Skocz do zawartości

Małe kolumny na biurko do 500zł


Beautiful Instinct

Recommended Posts

Witam wszystkich.

Potrzebuję kupić małe kolumny, które będą stać na biurku. Jakiś czas temu się przeprowadziłem, i nie mam możliwości ustawienia całego zestawu na jednej szafce - zaś dedykowane do tego zestawu kolumny są za duże i zajmują znaczną część biurka.

Wzmacniacz to model Sony TA-EX7, 60W na kanał przy 6 omach.
Na kolumny chciałbym wydać mniej-więcej 300-500zł, przy czym to 500zł to raczej górna granica. Ponieważ chciałbym sprawdzić je przed odbiorem, toteż ograniczam się do ofert z mojego miasta (Kraków) i okolic.
Nie słucham muzyki bardzo głośno i nie zależy mi na skrajnie podbitych niskich tonach, mają grać czysto i w miarę ciepło. Najlepiej, żeby miały 6 bądź 8 omów i nie przekraczały tych 35cm wysokości.

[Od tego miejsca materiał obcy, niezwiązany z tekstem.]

use thiserror::Error;

use stride_core::{Node, ObjectiveKind};

use crate::{aggregate::Variable, assemble::AssembleError};

/// A problem or option set the chosen solver cannot accept.
///
/// Always raised before the external solver is called.
#[derive(Debug, Error, Clone, PartialEq, Eq)]
pub enum ConfigurationError {
    #[error("this solver handles {supported} phase(s), the problem has {found}")]
    PhaseCount { supported: usize, found: usize },

    #[error(
        "phase {phase}: constraint {term} applies to {node}; only constraints on all nodes or on the last node are supported"
    )]
    UnsupportedConstraintNode {
        phase: usize,
        term: usize,
        node: Node,
    },

    #[error("phase {phase}: {kind:?} objective {term} cannot apply to {node}")]
    UnsupportedObjectiveNode {
        phase: usize,
        term: usize,
        kind: ObjectiveKind,
        node: Node,
    },

    #[error("{variable} bounds must be finite, use a large value instead of infinity")]
    NonFiniteBounds { variable: Variable },

    #[error("{variable} bounds must be the same on every {scope}")]
    NonUniformBounds {
        variable: Variable,
        scope: &'static str,
    },

    #[error("option `{key}` cannot be set once the solver exists, editable options are {allowed:?}")]
    UnsupportedOption {
        key: String,
        allowed: &'static [&'static str],
    },

    #[error("option `{key}` must be {expected}")]
    InvalidOption { key: String, expected: &'static str },

    #[error("unknown cost type `{0}`, expected LINEAR_LS, NONLINEAR_LS or EXTERNAL")]
    UnknownCostType(String),

    #[error("phase {phase}: objective {term} is incompatible with linear least squares: {reason}")]
    IncompatibleObjective {
        phase: usize,
        term: usize,
        reason: &'static str,
    },

    #[error("phase {phase}: objective {term} is neither a running nor a terminal cost")]
    UnclassifiedObjective { phase: usize, term: usize },

    #[error("free parameters are not supported with linear least-squares costs")]
    ParametersWithLinearLs,

    #[error("phase duration parameter `{0}` is not supported by this solver")]
    TimeParameter(String),

    #[error("{what} changed from {expected} to {found} after the solver was created")]
    DimensionChanged {
        what: &'static str,
        expected: usize,
        found: usize,
    },

    #[error("cost block has {found} {what}, expected {expected}")]
    MisalignedCostBlock {
        what: &'static str,
        expected: usize,
        found: usize,
    },

    #[error(transparent)]
    Assemble(#[from] AssembleError),

    #[error(transparent)]
    Description(#[from] stride_core::Error),
}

Na chwilę obecną mam do wyboru:

Onkyo PS-05U za 250zł
Yamaha NX-E100 za 300zł
Jamo 28 za 350zł
Mission 70 za 370zł
Technics SB-X110 za 450zł
Technics SB-2 za 550zł
Tannoy Mercury M1 za 590zł

Dwa ostatnie są trochę poza budżetem, ale uznałem je za ciekawe propozycje do rozważenia. Czytałem dużo dobrego o tych kolumnach Yamaha na zagranicznych forach, ciekawią mnie również te Technicsy z płaskimi membranami (ktoś miał okazję słuchać?). Również te ostatnie mają dobre opinie, zastanawiam się czy warto trochę dołożyć, bo jednak rozstrzał cenowy jest spory. W miarę możliwości mogę podjechać ze swoim wzmacniaczem i posłuchać, tylko nie wiem co z tego jest warte mojego czasu.

Link do komentarza
Udostępnij na innych stronach

HECO Victa Prime 302 to cena za sztukę. -> https://www.ceneo.pl/79334904

Wzmacniacz poradzi sobie z różną impedancją.

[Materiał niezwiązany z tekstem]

use approx::assert_relative_eq;
use ndarray::{Array1, array};

use stride_core::{
    Constraint, Expr, Node, Objective, Ocp, Penalty,
    testing::{self, Sx},
};

use crate::{
    ConfigurationError, Multipliers, OptionValue, Options, SolverInterface, Status,
    testing::{FakeError, FakeNlp},
};

use super::{Action, Adapter, Error, Event};

/// `nx = 2, nu = 1, N = 2`: controls penalized on every shooting node and
/// the final state penalized at the end.
fn ocp() -> Ocp<Sx> {
    let mut phase = testing::phase(2, 1, 2);
    phase
        .add_objective(Objective::lagrange(Penalty::MinimizeControls))
        .unwrap();
    phase
        .add_objective(Objective::mayer(Penalty::MinimizeStates))
        .unwrap();
    Ocp::new(vec![phase]).unwrap()
}

/// The decision vector `[0, 1, ..., 7]`.
fn ramp() -> Array1<f64> {
    Array1::from_iter((0..8).map(f64::from))
}

fn adapter(backend: FakeNlp) -> Adapter<Sx, FakeNlp> {
    Adapter::new(backend).with_scratch_dir(std::env::temp_dir().join("stride-nlp-tests"))
}

#[test]
fn forwards_bounds_start_point_and_prefixed_options() {
    let mut adapter = adapter(FakeNlp::new());
    adapter
        .configure(Options::new().with("max_iter", 50))
        .unwrap();

    adapter.solve(&ocp()).unwrap();

    let call = &adapter.backend().calls[0];
    assert_eq!(call.variables, 8);
    assert_eq!(call.constraints, 0);
    assert_eq!(call.limits.x0, Array1::<f64>::zeros(8));
    assert!(call.limits.lbx.iter().all(|&bound| bound == -10.0));
    assert!(call.limits.ubx.iter().all(|&bound| bound == 10.0));
    assert_eq!(call.limits.lam_x0, None);
    assert_eq!(call.options.get("ipopt.max_iter"), Some(&OptionValue::Int(50)));
    assert_eq!(call.options.get("ipopt.tol"), Some(&OptionValue::Float(1e-6)));
    assert_relative_eq!(call.initial_objective, 0.0);
}

#[test]
fn unpacks_the_final_iterate() {
    let mut adapter = adapter(FakeNlp::new().with_script(vec![ramp()]));

    let record = adapter.solve(&ocp()).unwrap();

    assert_eq!(record.status, Status::Success);
    assert_eq!(record.iterations, 1);
    assert_eq!(record.parameters.len(), 0);
    assert_eq!(record.phases[0].states, array![[0.0, 2.0, 4.0], [1.0, 3.0, 5.0]]);
    assert_eq!(record.phases[0].controls, array![[6.0, 7.0]]);
    // Controls 6² + 7², final state 4² + 5².
    assert_relative_eq!(record.objective, 85.0 + 41.0);
    assert!(record.iterates.is_none());
    assert!(adapter.result().is_some());
}

#[test]
fn unsuccessful_solves_still_produce_a_record() {
    let mut adapter = adapter(FakeNlp::new().failing());

    let record = adapter.solve(&ocp()).unwrap();

    assert_eq!(record.status, Status::Failure);
    assert_eq!(record.status.code(), 1);
}

#[test]
fn constraints_are_stacked_with_their_bounds() {
    let mut phase = testing::phase(2, 1, 2);
    let x = phase.symbols().state.clone();
    phase
        .add_constraint(Constraint::equality(x.clone(), Node::End).unwrap())
        .unwrap();
    phase
        .add_constraint(Constraint::equality(x.select(&[0]), Node::All).unwrap())
        .unwrap();
    let mut adapter = adapter(FakeNlp::new());

    adapter.solve(&Ocp::new(vec![phase]).unwrap()).unwrap();

    let call = &adapter.backend().calls[0];
    assert_eq!(call.constraints, 2 + 3);
    assert_eq!(call.limits.lbg, Array1::<f64>::zeros(5));
    assert_eq!(call.limits.ubg, Array1::<f64>::zeros(5));
}

#[test]
fn control_dependent_terms_on_all_nodes_bind_every_symbol() {
    let mut phase = testing::phase(1, 1, 3);
    let x = phase.symbols().state.clone();
    let u = phase.symbols().control.clone();
    phase
        .add_objective(Objective::lagrange(Penalty::Custom(x.add(&u))).at(Node::All))
        .unwrap();
    phase
        .add_constraint(Constraint::equality(u, Node::All).unwrap())
        .unwrap();
    let mut adapter = adapter(FakeNlp::new());

    let record = adapter.solve(&Ocp::new(vec![phase]).unwrap()).unwrap();

    assert_eq!(record.phases[0].controls.dim(), (1, 3));
    assert_eq!(adapter.backend().calls[0].constraints, 3);
}

#[test]
fn warm_start_multipliers_are_forwarded() {
    let mut adapter = adapter(FakeNlp::new());

    let first = adapter.solve(&ocp()).unwrap().clone();
    let multipliers = first.multipliers.unwrap();
    assert_eq!(multipliers.lam_x, Array1::<f64>::zeros(8));

    adapter
        .warm_start(Multipliers {
            lam_x: Array1::<f64>::ones(8),
            lam_g: Array1::<f64>::zeros(0),
        })
        .unwrap();
    let second = adapter.solve(&ocp()).unwrap();

    assert_eq!(second.multipliers.as_ref().unwrap().lam_x, Array1::<f64>::ones(8));
    assert_eq!(adapter.backend().calls[1].limits.lam_x0, Some(Array1::<f64>::ones(8)));
}

#[test]
fn iteration_history_is_recorded_on_request() {
    let script = vec![ramp(), ramp() * 0.5];
    let mut adapter = adapter(FakeNlp::new().with_script(script));
    adapter
        .configure(Options::new().with("return_iterations", true))
        .unwrap();

    adapter.solve(&ocp()).unwrap();

    let iterates = adapter.iterations().unwrap();
    assert_eq!(iterates.len(), 3);
    assert_eq!(iterates[0], Array1::<f64>::zeros(8));
    assert_eq!(iterates[2], ramp() * 0.5);
    assert!(
        !adapter.backend().calls[0]
            .options
            .iter()
            .any(|(key, _)| key.contains("return_iterations"))
    );
}

#[test]
fn iterations_are_unavailable_unless_requested() {
    let mut adapter = adapter(FakeNlp::new());
    adapter.solve(&ocp()).unwrap();

    assert!(matches!(adapter.iterations(), Err(Error::IterationsNotRecorded)));
}

#[test]
fn observer_sees_every_iterate_and_can_stop_early() {
    let script = vec![ramp(), ramp() * 2.0, ramp() * 3.0];
    let mut adapter = adapter(FakeNlp::new().with_script(script));
    let mut seen = Vec::new();

    let record = adapter
        .solve_observed(&ocp(), |event: &Event| {
            seen.push((event.iteration, event.objective));
            (event.iteration == 1).then_some(Action::StopEarly)
        })
        .unwrap();

    assert_eq!(record.iterations, 1);
    assert_eq!(record.phases[0].controls, array![[6.0, 7.0]]);
    assert_eq!(seen.len(), 2);
    assert_relative_eq!(seen[1].1, 126.0);
}

#[test]
fn multi_phase_problems_are_flattened() {
    let ocp = Ocp::new(vec![
        testing::named_phase("a", 2, 1, 2),
        testing::named_phase("b", 1, 1, 3),
    ])
    .unwrap();
    let mut adapter = adapter(FakeNlp::new());

    let record = adapter.solve(&ocp).unwrap();

    assert_eq!(record.phases.len(), 2);
    assert_eq!(record.phases[1].states.dim(), (1, 4));
    assert_eq!(record.phases[1].controls.dim(), (1, 3));
    assert_eq!(adapter.backend().calls[0].variables, 8 + 4 + 3);
}

#[test]
fn backend_errors_are_reported() {
    let mut adapter = adapter(FakeNlp::new().refusing());

    let error = adapter.solve(&ocp()).unwrap_err();

    assert!(matches!(error, Error::Backend(_)));
    assert_eq!(error.to_string(), format!("backend error: {}", FakeError::Refused));
    assert!(adapter.result().is_none());
}

#[test]
fn short_solutions_are_backend_errors() {
    let mut adapter = adapter(FakeNlp::new().truncating());

    let error = adapter.solve(&ocp()).unwrap_err();

    assert!(matches!(error, Error::Backend(_)));
    assert_eq!(
        error.to_string(),
        "backend error: solution has 7 values, expected 8"
    );
    assert!(adapter.result().is_none());
}

#[test]
fn return_iterations_must_be_a_boolean() {
    let mut adapter = adapter(FakeNlp::new());

    let error = adapter
        .configure(Options::new().with("return_iterations", 1))
        .unwrap_err();

    assert!(matches!(
        error,
        Error::Configuration(ConfigurationError::InvalidOption { .. })
    ));
}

Jakbyś naciągnął budżet dwukrotnie :) to fajne Ushery na OLX są w okolicach tysiaka. Grają świetnie i mają małe rozmiary - w sam raz na biurko.

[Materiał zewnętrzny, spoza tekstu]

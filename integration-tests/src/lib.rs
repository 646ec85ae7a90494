//! Shared problems and numeric helpers for the cross-crate scenarios.
//!
//! Everything here uses the reference [`Sx`] expression from
//! `stride_core::testing`, so transcribed expressions can be evaluated at a
//! concrete trajectory and compared across representations.

use ndarray::{Array1, Array2, array};

use stride_core::{
    Bounds, Expr, InitialGuess, Objective, Ocp, Penalty, Phase, PhaseSymbols,
    testing::{self, Env, Sx},
};
use stride_solvers::aggregate::{CostLedger, objective::CostFamily};

/// One phase, `nx = 4, nu = 2, N = 3`: controls penalized on every shooting
/// node with weight 1, states 0 and 1 driven to zero at the end.
#[must_use]
pub fn reference_ocp() -> Ocp<Sx> {
    let mut phase = testing::phase(4, 2, 3);
    phase
        .add_objective(Objective::lagrange(Penalty::MinimizeControls))
        .expect("control penalty fits the phase");
    phase
        .add_objective(
            Objective::mayer(Penalty::MinimizeStates)
                .with_index(vec![0, 1])
                .with_target(array![[0.0], [0.0]]),
        )
        .expect("terminal penalty fits the phase");
    Ocp::new(vec![phase]).expect("one phase")
}

/// Like [`testing::phase`], with explicit state and control bounds.
///
/// # Panics
///
/// Panics if the bounds do not match the dimensions or node counts.
#[must_use]
pub fn bounded_phase(nx: usize, nu: usize, n: usize, x_bounds: Bounds, u_bounds: Bounds) -> Phase<Sx> {
    let symbols = PhaseSymbols {
        state: Sx::sym("x", nx),
        control: Sx::sym("u", nu),
        node_states: (0..=n).map(|k| Sx::sym(&format!("X{k}"), nx)).collect(),
        node_controls: (0..n).map(|k| Sx::sym(&format!("U{k}"), nu)).collect(),
    };
    Phase::new(
        symbols,
        |x: &Sx, _u: &Sx, _p: &Sx| x.scale(-1.0),
        1.0,
        x_bounds,
        u_bounds,
        InitialGuess::constant(&vec![0.0; nx]),
        InitialGuess::constant(&vec![0.0; nu]),
    )
    .expect("bounds match the phase")
}

/// A deterministic, non-trivial trajectory for `phase`.
///
/// States are `nx × (N + 1)`, controls `nu × N`.
#[must_use]
pub fn trajectory(phase: &Phase<Sx>) -> (Array2<f64>, Array2<f64>) {
    let n = phase.shooting_nodes();
    #[allow(clippy::cast_precision_loss)]
    let states = Array2::from_shape_fn((phase.nx(), n + 1), |(i, k)| {
        0.5 + i as f64 - 0.75 * k as f64
    });
    #[allow(clippy::cast_precision_loss)]
    let controls = Array2::from_shape_fn((phase.nu(), n), |(i, k)| 1.0 - i as f64 + 0.25 * k as f64);
    (states, controls)
}

/// Binds every node variable of `phase` to the trajectory.
#[must_use]
pub fn node_env(phase: &Phase<Sx>, states: &Array2<f64>, controls: &Array2<f64>) -> Env {
    let symbols = phase.symbols();
    let env = symbols
        .node_states
        .iter()
        .zip(states.columns())
        .fold(Env::new(), |env, (symbol, column)| env.bind(symbol, &column.to_vec()));
    symbols
        .node_controls
        .iter()
        .zip(controls.columns())
        .fold(env, |env, (symbol, column)| env.bind(symbol, &column.to_vec()))
}

/// Binds the model symbols of `phase` to one node's state and control.
#[must_use]
pub fn model_env(phase: &Phase<Sx>, state: &Array1<f64>, control: &Array1<f64>) -> Env {
    let symbols = phase.symbols();
    Env::new()
        .bind(&symbols.state, &state.to_vec())
        .bind(&symbols.control, &control.to_vec())
}

/// Which nodes a cost ledger is evaluated on.
#[derive(Debug, Clone, Copy, PartialEq, Eq)]
pub enum Stage {
    /// Every shooting node.
    Running,

    /// The last node.
    Terminal,
}

/// Evaluates `Σ (y − y_ref)ᵀ W (y − y_ref)` of one ledger over the
/// trajectory.
///
/// Linear ledgers use their selection matrices, nonlinear ones their
/// residual expression.
///
/// # Panics
///
/// Panics if the residual has unbound symbols or a linear ledger has no
/// selection.
#[must_use]
pub fn ledger_cost(
    ledger: &CostLedger<Sx>,
    stage: Stage,
    family: CostFamily,
    phase: &Phase<Sx>,
    states: &Array2<f64>,
    controls: &Array2<f64>,
) -> f64 {
    if ledger.is_empty() {
        return 0.0;
    }

    let n = phase.shooting_nodes();
    let nodes: Vec<usize> = match stage {
        Stage::Running => (0..n).collect(),
        Stage::Terminal => vec![n],
    };
    let weights = ledger.weights();

    nodes
        .iter()
        .enumerate()
        .map(|(slot, &node)| {
            let state = states.column(node).to_owned();
            let control = if node < n {
                controls.column(node).to_owned()
            } else {
                Array1::zeros(phase.nu())
            };
            let y = match family {
                CostFamily::LinearLs => {
                    let vx = ledger.vx().expect("linear ledger has selections");
                    let vu = ledger.vu().expect("linear ledger has selections");
                    vx.dot(&state) + vu.dot(&control)
                }
                CostFamily::NonlinearLs => {
                    let env = model_env(phase, &state, &control);
                    Array1::from(ledger.residual().eval(&env).expect("residual is bound"))
                }
            };
            let error = y - ledger.reference(slot);
            error.dot(&weights.dot(&error))
        })
        .sum()
}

HECO Victa Prime 202 tak są nowe za 570 zł, powinny być OK.

Edytowano przez Tweeter2016
Link do komentarza
Udostępnij na innych stronach

Dzisiaj miałem trochę więcej czasu, usiadłem i posłuchałem. Co prawda nie wyciągałem poprzednich kolumn do porównania z racji ich wielkości, ale słuchałem ich dostatecznie długo, by pamiętać jak grają. Obawiałem się trochę tych 8 omów, ponieważ wyczytałem że przy podłączeniu kolumn o wyższej impedancji niż nominalna wzmacniacza, ten oddaje mniej mocy. Na szczęście nic takiego nie zauważyłem, kolumny grają wystarczająco donośnie i wzmacniacz nie ma problemu, żeby je rozruszać.

Pierwsze co mnie zaskoczyło to jak pisałem - ilość i zejście basu. Wybierając mniejsze kolumny pogodziłem się że basu będzie mniej, ale okazało się że to nieprawda. Biorąc pod uwagę mały rozmiar tych M1 byłem naprawdę mocno zdziwiony, kiedy usłyszałem jak nisko schodzi w nich bas. Niskie tony są bardzo przyjemnie, miękkie i wcale ich nie brakuje. Kolumny z zestawu grały podkreślonym wyższym basem, tutaj tego wyższego jest mniej, przez co brzmią czyściej. Do muzyki której słucham (RnB, pop, rap, house) ten niski bas bardziej mi odpowiada.

Mam wrażenie, że wokali też jest więcej, w niektórych kawałkach to właśnie wokale wybijały się na "pierwszy plan".  Zwłaszcza przyjemnie brzmią damskie głosy - chociaż gdy dałem sporo głośniej to brzmiały już bardzo intensywnie i trochę wbijały się w uszy  - natomiast nie mam w zwyczaju słuchać tak głośno, dlatego nie będzie mi to zbytnio przeszkadzać. Kolumny bardzo ładnie i czysto odtwarzają pianino  - z czego bardzo się cieszę, bo poprzednie odtwarzały ten instrument z jakimś dziwnym przydźwiękiem, zniekształceniami (?). Tutaj wielki plus dla M1 :)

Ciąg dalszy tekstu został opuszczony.